Généralement, il fonde son jugement sur leur degré de luminosité. Ainsi, le rouge, le blanc, le vert et le jaune sont les plus prisées. Si, en plus, elles sont bien brillantes, cela n’en est que mieux ! Le gris est une couleur « sale et bigarrée ». Le noir est « inquiétant ». Alors que le brun est « sombre et terne », tout comme le bleu est d’une « pâle fadeur ». C’est d’ailleurs sans doute pour cela, que ces couleurs étaient réservées aux vêtements de travail. Au fait, au vingtième siècle, les ouvriers ne porteront ils pas des « bleus » ?...

Ruldag

Le contremaître de la teinturerie est un vieil unijambiste (il a une jambe de bois) au nez en bec d’aigle et au regard torve. Sa personne toute entière respire la méchanceté. La nuit, il dort dans l’entrepôt de la teinturerie (au premier étage), conservant à ses côtés son arme favorite, un grand bâton pointu qu’il manie comme une lance.

La teinturerie

C’est une grande bâtisse grise, dont la façade est ornée d’une enseigne représentant un rou-leau de tissu doré. Située dans la rue principale du quartier des artisans (la rue du Beau Bliaud), elle semble coincée entre deux échoppes de couturiers. S’il est hors de question de penser pouvoir pénétrer dans la teinturerie en plein jour — Ruldag exerce une surveillance à toute épreuve — la nuit, c’est autre chose... Il y a trois moyens pour s’introduire dans la manufacture :

Le rez-de-chaussée

Toute la teinturerie est imprégnée de l’odeur âcre des colorants et des mordants employés à longueur de journée. Partout, il y a des étoffes, des outils, etc... Dans le hangar, on trouve des ballots de tissus à teindre et d’étoffes noires et rouges. Les étiquettes accrochées à ces dernières indiquent qu’elles sont destinées aux « Armées Royales du Nord ».

Le premier étage

Cet étage est essentiellement consacre au séchage des tissus ; la majorité de sa superficie est occupée par de grands pans d’étoffes humides tendus sur des fils. Dans l’entrepôt, Ruldag sommeille, son bâton favori à portée de main.

Le sous-sol

Ici, l’atmosphère est plus humide que partout ailleurs. De grandes cuves de cuivre, posées sur des âtres éteints, occupent pratiquement toutes les salles. Si les aventuriers observent quelques instants de silence absolu, ils peuvent entendre (faire un jet de dé) des voix indistinctes provenant du puits. En examinant attentivement ce dernier, ils ne peuvent pas manquer de re-marquer des échelons de métal fixés à la paroi intérieure et permettant d’accéder aux souterrains.

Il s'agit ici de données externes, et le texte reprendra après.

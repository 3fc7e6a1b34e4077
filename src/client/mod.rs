//! Home Assistant client abstraction
//!
//! The dispatcher talks to the hub only through [`HubClient`], so tests can
//! swap the HTTP implementation for a mock.

pub mod http_client;

pub use http_client::HassHttpClient;

use crate::config::SkillConfig;
use crate::error::Result;
use crate::intents::ServiceCall;
use async_trait::async_trait;

/// Outcome of a service call as reported by the hub
#[derive(Debug, Clone, Copy, PartialEq, Eq)]
pub struct HubResponse {
    /// HTTP status code
    pub status: u16,
}

impl HubResponse {
    pub fn new(status: u16) -> Self {
        Self { status }
    }

    /// The hub answers service calls with exactly 200 on success
    pub fn is_success(&self) -> bool {
        self.status == 200
    }
}

/// Trait for hub client implementations
#[cfg_attr(test, mockall::automock)]
#[async_trait]
pub trait HubClient: Send + Sync {
    /// Fire a single service call.
    ///
    /// Non-success statuses are returned as a [`HubResponse`]; `Err` is
    /// reserved for transport failures.
    async fn call_service(&self, call: &ServiceCall) -> Result<HubResponse>;
}

/// Create the HTTP client for the configured hub
pub fn create_client(config: &SkillConfig) -> Result<HassHttpClient> {
    HassHttpClient::new(config)
}

#[cfg(test)]
mod tests {
    use super::*;

    #[test]
    fn test_only_200_is_success() {
        assert!(HubResponse::new(200).is_success());
        assert!(!HubResponse::new(201).is_success());
        assert!(!HubResponse::new(401).is_success());
        assert!(!HubResponse::new(500).is_success());
    }
}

Les secrets de la teinturerie

Un maître teinturier ne vaut que par les techniques qui lui sont propres et qu’il est seul à connaître. Ces techniques sont des secrets à préserver à tout prix. C’est pourquoi, seuls certains employés les connaissent. Ils font serment de n’en jamais parler, tout comme les autres ouvriers qui savent risquer gros s’ils divulguent le moindre renseignement professionnel. Il est donc très mal vu de parler avec des étrangers ! Néanmoins, voici quelques indications sur les procédés employés chez Clemric :

Dès leur arrivée, les étoffes à teindre sont lavées, pour les débarrasser des saletés qu’elles auraient pu accumuler pendant leur transport. Après séchage, elles sont cardées et rasées, avant d’être battues afin de resserrer leur trame.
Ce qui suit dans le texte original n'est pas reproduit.